Dilation of Stricture
Generally, no predilation is done with malignant strictures.
However, if the physician determines that predilation is
necessary, standard PTA techniques may be used. Remove
the PTA balloon catheter from the patient maintaining
stricture access with the .018" (0.46 mm) guidewire.

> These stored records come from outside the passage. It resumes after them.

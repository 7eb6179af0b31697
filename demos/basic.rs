use brkalloc::BrkAllocator;

fn log_alloc(addr: *mut u8, size: usize) {
    println!("Requested {size} bytes of memory");
    println!("Received this address: {addr:?}");
}

fn main() {
    env_logger::init();

    let mut heap = BrkAllocator::new().expect("failed to reserve the heap segment");

    unsafe {
        let a = heap.malloc(64);
        log_alloc(a, 64);

        let b = heap.calloc(8, 16);
        log_alloc(b, 128);

        let a = heap.realloc(a, 256);
        log_alloc(a, 256);

        heap.free(a);
        heap.free(b);
    }

    println!("Heap in use: {} bytes", heap.heap_size());
    println!("Checker violations: {}", heap.check(true));
}
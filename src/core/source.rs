//! Record source abstractions

use crate::core::record::RawDomainRecord;
use anyhow::Result;
use async_trait::async_trait;

#[async_trait]
pub trait RecordSource: Send + Sync {
    /// A short description used in logs and errors.
    fn describe(&self) -> String;

    async fn fetch_records(&self) -> Result<Vec<RawDomainRecord>>;
}
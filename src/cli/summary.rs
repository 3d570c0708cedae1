use super::ui;
use crate::core::analytics::month_label;
use crate::core::ingest::IngestReport;
use crate::core::{MetricsSnapshot, ReferenceClock, aggregate};
use anyhow::Result;
use comfy_table::Cell;
use serde::Serialize;

/// Machine-readable summary: the metrics plus how many records were dropped.
#[derive(Serialize)]
struct JsonSummary<'a> {
    metrics: &'a MetricsSnapshot,
    rejected: usize,
}

impl MetricsSnapshot {
    pub fn display_as_table(&self, currency: &str, clock: &ReferenceClock) -> String {
        let mut table = ui::new_styled_table();
        table.set_header(vec![ui::header_cell("Metric"), ui::header_cell("Value")]);

        let growth_label = format!(
            "Growth ({} vs {})",
            month_label(clock.current_month),
            month_label(clock.current_month.pred())
        );

        table.add_row(vec![
            Cell::new(format!("Total revenue ({currency})")),
            ui::amount_cell(self.total_revenue),
        ]);
        table.add_row(vec![
            Cell::new("Average domain value"),
            ui::amount_cell(self.average_domain_value),
        ]);
        table.add_row(vec![
            Cell::new(growth_label),
            ui::change_cell(self.monthly_growth_percent),
        ]);
        table.add_row(vec![
            Cell::new("Expired revenue"),
            ui::amount_cell(self.expired_revenue),
        ]);
        table.add_row(vec![
            Cell::new("Redemption revenue"),
            ui::amount_cell(self.redemption_revenue),
        ]);
        table.add_row(vec![
            Cell::new("Renewable revenue"),
            ui::amount_cell(self.renewable_revenue()),
        ]);
        for (label, count) in [
            ("Active", self.active_count),
            ("Expiring 0-7d", self.expiring_7_days),
            ("Expiring 8-30d", self.expiring_30_days),
            ("Expired", self.expired_count),
            ("Redemption", self.redemption_count),
        ] {
            table.add_row(vec![Cell::new(label), ui::count_cell(count)]);
        }

        let mut output = format!(
            "Domains as of {}\n\n",
            ui::style_text(&clock.today().to_string(), ui::StyleType::Title)
        );
        output.push_str(&table.to_string());
        output.push_str(&format!(
            "\n\nTotal Records: {}",
            ui::style_text(&self.record_count.to_string(), ui::StyleType::TotalValue)
        ));
        output
    }
}

fn render(report: &IngestReport, clock: &ReferenceClock, currency: &str, json: bool) -> Result<String> {
    let snapshot = aggregate(&report.records, clock);

    if json {
        let summary = JsonSummary {
            metrics: &snapshot,
            rejected: report.rejected,
        };
        return Ok(serde_json::to_string_pretty(&summary)?);
    }

    let mut output = snapshot.display_as_table(currency, clock);
    if let Some(note) = ui::skipped_note(report.rejected) {
        output.push_str(&format!("\n\n{note}"));
    }
    Ok(output)
}

pub fn run(report: &IngestReport, clock: &ReferenceClock, currency: &str, json: bool) -> Result<()> {
    println!("{}", render(report, clock, currency, json)?);
    Ok(())
}
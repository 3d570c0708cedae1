use super::ui;
use crate::core::analytics::days_until_expiry;
use crate::core::ingest::IngestReport;
use crate::core::{DomainRecord, ReferenceClock, classify};
use anyhow::Result;
use comfy_table::{Cell, CellAlignment};

fn display_records(records: &[DomainRecord], currency: &str, clock: &ReferenceClock) -> String {
    let mut sorted: Vec<&DomainRecord> = records.iter().collect();
    sorted.sort_by(|a, b| {
        a.expiry_date
            .cmp(&b.expiry_date)
            .then_with(|| a.domain.cmp(&b.domain))
    });

    let mut table = ui::new_styled_table();
    table.set_header(vec![
        ui::header_cell("Domain"),
        ui::header_cell(&format!("Amount ({currency})")),
        ui::header_cell("Registered"),
        ui::header_cell("Expires"),
        ui::header_cell("Days Left"),
        ui::header_cell("Status"),
    ]);

    let mut estimated = false;
    for record in sorted {
        // Estimated registration dates are marked with an asterisk
        let registered = match record.registration_date {
            Some(date) if record.registration_estimated => {
                estimated = true;
                format!("{date}*")
            }
            Some(date) => date.to_string(),
            None => "N/A".to_string(),
        };

        table.add_row(vec![
            Cell::new(&record.domain),
            ui::amount_cell(record.amount),
            Cell::new(registered),
            Cell::new(record.expiry_date),
            Cell::new(days_until_expiry(record, clock)).set_alignment(CellAlignment::Right),
            ui::lifecycle_cell(classify(record, clock)),
        ]);
    }

    let mut output = table.to_string();
    if estimated {
        output.push_str(&format!(
            "\n{}",
            ui::style_text("* estimated registration date", ui::StyleType::Subtle)
        ));
    }
    output
}

fn render(report: &IngestReport, clock: &ReferenceClock, currency: &str) -> String {
    let mut output = if report.records.is_empty() {
        "No domain records found.".to_string()
    } else {
        display_records(&report.records, currency, clock)
    };
    if let Some(note) = ui::skipped_note(report.rejected) {
        output.push_str(&format!("\n{note}"));
    }
    output
}

pub fn run(report: &IngestReport, clock: &ReferenceClock, currency: &str) -> Result<()> {
    println!("{}", render(report, clock, currency));
    Ok(())
}
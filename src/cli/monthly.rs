use super::ui;
use crate::core::ingest::IngestReport;
use crate::core::{MetricsSnapshot, ReferenceClock, aggregate};
use anyhow::Result;
use comfy_table::{Attribute, Cell};

fn display_monthly_series(
    snapshot: &MetricsSnapshot,
    currency: &str,
    clock: &ReferenceClock,
) -> String {
    let mut table = ui::new_styled_table();
    table.set_header(vec![
        ui::header_cell("Month"),
        ui::header_cell("Registrations"),
        ui::header_cell(&format!("Revenue ({currency})")),
        ui::header_cell(&format!("Expiring ({currency})")),
    ]);

    for entry in &snapshot.monthly_series {
        let month = if entry.month == clock.current_month {
            Cell::new(entry.label).add_attribute(Attribute::Bold)
        } else {
            Cell::new(entry.label)
        };
        table.add_row(vec![
            month,
            ui::count_cell(entry.registrations),
            ui::amount_cell(entry.revenue),
            ui::amount_cell(entry.expiring_revenue),
        ]);
    }

    let registrations: usize = snapshot.monthly_series.iter().map(|m| m.registrations).sum();
    let revenue: f64 = snapshot.monthly_series.iter().map(|m| m.revenue).sum();
    table.add_row(vec![
        Cell::new("Total").add_attribute(Attribute::Bold),
        ui::count_cell(registrations),
        ui::amount_cell(revenue),
        ui::amount_cell(snapshot.total_revenue),
    ]);

    let mut output = format!(
        "Registrations in {}\n\n",
        ui::style_text(&clock.current_year.to_string(), ui::StyleType::Title)
    );
    output.push_str(&table.to_string());
    output.push_str(&format!(
        "\n\nMonth-over-month growth: {}",
        ui::style_text(
            &format!("{:.2}%", snapshot.monthly_growth_percent),
            ui::StyleType::TotalLabel
        )
    ));
    output
}

fn render(report: &IngestReport, clock: &ReferenceClock, currency: &str) -> String {
    let snapshot = aggregate(&report.records, clock);
    let mut output = display_monthly_series(&snapshot, currency, clock);
    if let Some(note) = ui::skipped_note(report.rejected) {
        output.push_str(&format!("\n{note}"));
    }
    output
}

pub fn run(report: &IngestReport, clock: &ReferenceClock, currency: &str) -> Result<()> {
    println!("{}", render(report, clock, currency));
    Ok(())
}

#[cfg(test)]
mod tests {
    use super::*;
    use crate::core::DomainRecord;
    use chrono::NaiveDate;

    #[test]
    fn test_monthly_table_lists_every_month() {
        let now = NaiveDate::from_ymd_opt(2025, 3, 1)
            .unwrap()
            .and_hms_opt(0, 0, 0)
            .unwrap();
        let clock = ReferenceClock::new(now);
        let records = vec![DomainRecord {
            domain: "a.com".to_string(),
            amount: 19.99,
            currency: "USD".to_string(),
            registration_date: NaiveDate::from_ymd_opt(2025, 2, 14),
            registration_estimated: false,
            expiry_date: NaiveDate::from_ymd_opt(2026, 2, 14).unwrap(),
        }];

        let output = display_monthly_series(&aggregate(&records, &clock), "USD", &clock);
        for label in [
            "Jan", "Feb", "Mar", "Apr", "May", "Jun", "Jul", "Aug", "Sep", "Oct", "Nov", "Dec",
        ] {
            assert!(output.contains(label), "missing {label}");
        }
        assert!(output.contains("19.99"));
        assert!(output.contains("Registrations in"));
        assert!(output.contains("-100.00%"));
    }

    #[test]
    fn test_monthly_reports_skipped_records() {
        let clock = ReferenceClock::new(
            NaiveDate::from_ymd_opt(2025, 3, 1)
                .unwrap()
                .and_hms_opt(0, 0, 0)
                .unwrap(),
        );
        let report = IngestReport {
            records: vec![],
            rejected: 1,
        };
        assert!(render(&report, &clock, "USD").contains("Skipped 1 invalid records"));

        let clean = IngestReport {
            records: vec![],
            rejected: 0,
        };
        assert!(!render(&clean, &clock, "USD").contains("Skipped"));
    }
}
use crate::core::Lifecycle;
use comfy_table::modifiers::UTF8_ROUND_CORNERS;
use comfy_table::presets::UTF8_FULL;
use comfy_table::{Attribute, Cell, CellAlignment, Color, ContentArrangement, Table};
use console::style;
use indicatif::{ProgressBar, ProgressStyle};
use std::time::Duration;

/// Defines different styles for text elements.
pub enum StyleType {
    Title,
    TotalLabel,
    TotalValue,
    Subtle,
}

/// Applies a consistent style to a string.
pub fn style_text(text: &str, style_type: StyleType) -> String {
    let styled = match style_type {
        StyleType::Title => style(text).bold().underlined(),
        StyleType::TotalLabel => style(text).bold(),
        StyleType::TotalValue => style(text).green().bold(),
        StyleType::Subtle => style(text).dim(),
    };
    styled.to_string()
}

/// Creates a new `comfy_table::Table` with standard styling.
pub fn new_styled_table() -> Table {
    let mut table = Table::new();
    table
        .load_preset(UTF8_FULL)
        .apply_modifier(UTF8_ROUND_CORNERS)
        .set_content_arrangement(ContentArrangement::Dynamic);
    table
}

/// Creates a styled header cell for a table.
pub fn header_cell(text: &str) -> Cell {
    Cell::new(text)
        .fg(Color::Cyan)
        .add_attribute(Attribute::Bold)
}

/// Right-aligned cell with two decimals.
pub fn amount_cell(value: f64) -> Cell {
    Cell::new(format!("{value:.2}")).set_alignment(CellAlignment::Right)
}

pub fn count_cell(value: usize) -> Cell {
    Cell::new(value).set_alignment(CellAlignment::Right)
}

/// Creates a cell for displaying percentage change with color coding.
pub fn change_cell(change: f64) -> Cell {
    let text = format!("{change:.2}%");
    if change >= 0.0 {
        Cell::new(text)
            .fg(Color::Green)
            .set_alignment(CellAlignment::Right)
    } else {
        Cell::new(text)
            .fg(Color::Red)
            .set_alignment(CellAlignment::Right)
    }
}

/// Creates a cell for a lifecycle bucket, colored by urgency.
pub fn lifecycle_cell(lifecycle: Lifecycle) -> Cell {
    let color = match lifecycle {
        Lifecycle::Redemption => Color::Red,
        Lifecycle::Expired => Color::DarkRed,
        Lifecycle::ExpiringSoon7 => Color::Yellow,
        Lifecycle::ExpiringSoon30 => Color::DarkYellow,
        Lifecycle::Active => Color::Green,
    };
    Cell::new(lifecycle.to_string()).fg(color)
}

/// Creates a progress bar over `len` record sources.
pub fn new_progress_bar(len: u64, message: &str) -> ProgressBar {
    let pb = ProgressBar::new(len);
    if let Ok(bar_style) = ProgressStyle::default_bar()
        .template("{spinner:.green} {msg} [{elapsed_precise}] [{bar:30.cyan/blue}] {pos}/{len}")
    {
        pb.set_style(bar_style.progress_chars("#>-"));
    }
    pb.set_message(message.to_string());
    pb.enable_steady_tick(Duration::from_millis(100));
    pb
}

/// Note about records dropped during ingestion, if any were.
pub fn skipped_note(rejected: usize) -> Option<String> {
    (rejected > 0).then(|| {
        style_text(
            &format!("Skipped {rejected} invalid records"),
            StyleType::Subtle,
        )
    })
}
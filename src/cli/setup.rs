use crate::core::config::AppConfig;
use anyhow::{Context, Result};
use std::path::Path;

const EXAMPLE_CONFIG: &str = include_str!("../../docs/example_config.yaml");

/// Creates a default configuration file with example content at the default location
pub fn setup() -> Result<()> {
    setup_at_path(AppConfig::default_config_path()?)
}

/// Creates a default configuration file with example content at the specified path
pub fn setup_at_path<P: AsRef<Path>>(path: P) -> Result<()> {
    let path = path.as_ref();

    if path.exists() {
        anyhow::bail!("Configuration file already exists at {}", path.display());
    }

    if let Some(parent) = path.parent() {
        std::fs::create_dir_all(parent)
            .with_context(|| format!("Failed to create directory: {}", parent.display()))?;
    }

    std::fs::write(path, EXAMPLE_CONFIG)
        .with_context(|| format!("Failed to write config file to {}", path.display()))?;

    tracing::info!("Created default configuration at {}", path.display());
    println!("Created configuration at {}", path.display());
    Ok(())
}
use anyhow::{Error, anyhow};
use std::future::Future;
use std::time::Duration;
use tracing::debug;

/// Sends a request, retrying on transport errors and 5xx responses
///
/// # Parameters
/// - `request`: Closure issuing the request
/// - `retries`: Number of retry attempts (total runs = 1 initial + retries)
/// - `delay_ms`: Milliseconds between retry attempts
///
/// # Returns
/// The first response that is not a server error, or the last failure
pub async fn send_with_retry<F, Fut>(
    mut request: F,
    retries: usize,
    delay_ms: u64,
) -> Result<reqwest::Response, Error>
where
    F: FnMut() -> Fut,
    Fut: Future<Output = Result<reqwest::Response, reqwest::Error>>,
{
    let mut attempt = 1;
    loop {
        let err = match request().await {
            Ok(response) if response.status().is_server_error() => {
                anyhow!("Server responded with {}", response.status())
            }
            Ok(response) => return Ok(response),
            Err(e) => Error::from(e),
        };
        if attempt > retries {
            return Err(err);
        }
        debug!("Attempt {attempt}/{retries} failed: {err}. Retrying...");
        attempt += 1;
        tokio::time::sleep(Duration::from_millis(delay_ms)).await;
    }
}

CAUTION: During dilation, never expand the balloon such
that bleeding or dissection complications could occur.
3.
Introduction of Stent Delivery System
a. Flush the guidewire lumen of the stent delivery system
with heparinized saline utilizing a 10-cc syringe to expel
the air.
b. Ensure that the Tuohy Borst valve connecting the inner
shaft and outer sheath is locked by rotating the proximal
valve end in a clockwise direction to prevent premature
stent deployment.
c. Advance the device over the guidewire through the
hemostatic valve and sheath introducer.
NOTE: If resistance is met during delivery system
introduction, the system should be withdrawn and
another system should be used.
CAUTION: Always use an introducer sheath for the
implant procedure, to protect both the liver tract and
puncture site. An introducer sheath of a 6F (2.0 mm) or
larger size is recommended.
4.
Slack Removal
a. Advance the stent delivery system past the lesion site.
b. Pull back the stent delivery system until the radiopaque
inner shaft markers (leading and trailing ends) move in
position so that they are proximal and distal to the target
lesion.
c. Ensure the device outside the patient remains flat and
straight.
CAUTION: Slack in the catheter shaft either outside or
inside the patient may result in deploying the stent
beyond the lesion site.
5.
Stent Deployment
a. Verify that the delivery system's radiopaque inner
shaft markers (leading and trailing ends) are proximal
and distal to the target stricture.
b. Unlock the Tuohy Borst valve connecting the inner shaft
and outer sheath of the delivery system.
c. Ensure that the access sheath or guiding catheter does
not move during deployment.
d. Initiate stent deployment by retracting the outer sheath
while holding the inner shaft in a fixed position.
Deployment is complete when the outer sheath marker
passes the proximal inner shaft stent marker.
NOTE: The mechanism for stent deployment is outer
sheath retraction. Deployment is completed by
maintaining inner shaft position while retracting the
outer sheath and allowing the stent to expand.
NOTE: When more than one stent is required to open
the stricture, the more distal stent should be placed first.
Overlap of sequential stents is necessary but the amount
of overlap should be kept to a minimum.
6.
Post-deployment Stent Dilatation
a. While using fluoroscopy, withdraw the entire delivery
system as one unit, over the guidewire, into the catheter
introducer sheath and out of the body. Remove the
delivery device from the guidewire.
NOTE: If any resistance is met during delivery system
withdrawal, advance the outer sheath until the outer
sheath marker contacts the catheter tip and withdraw the
system as one unit. (Do not remove guidewire.)
b. Using fluoroscopy, visualize the stent to verify full
deployment.
c. If incomplete expansion exists within the stent at any
point along the stricture, post deployment balloon
dilatation (standard PTA technique) can be performed.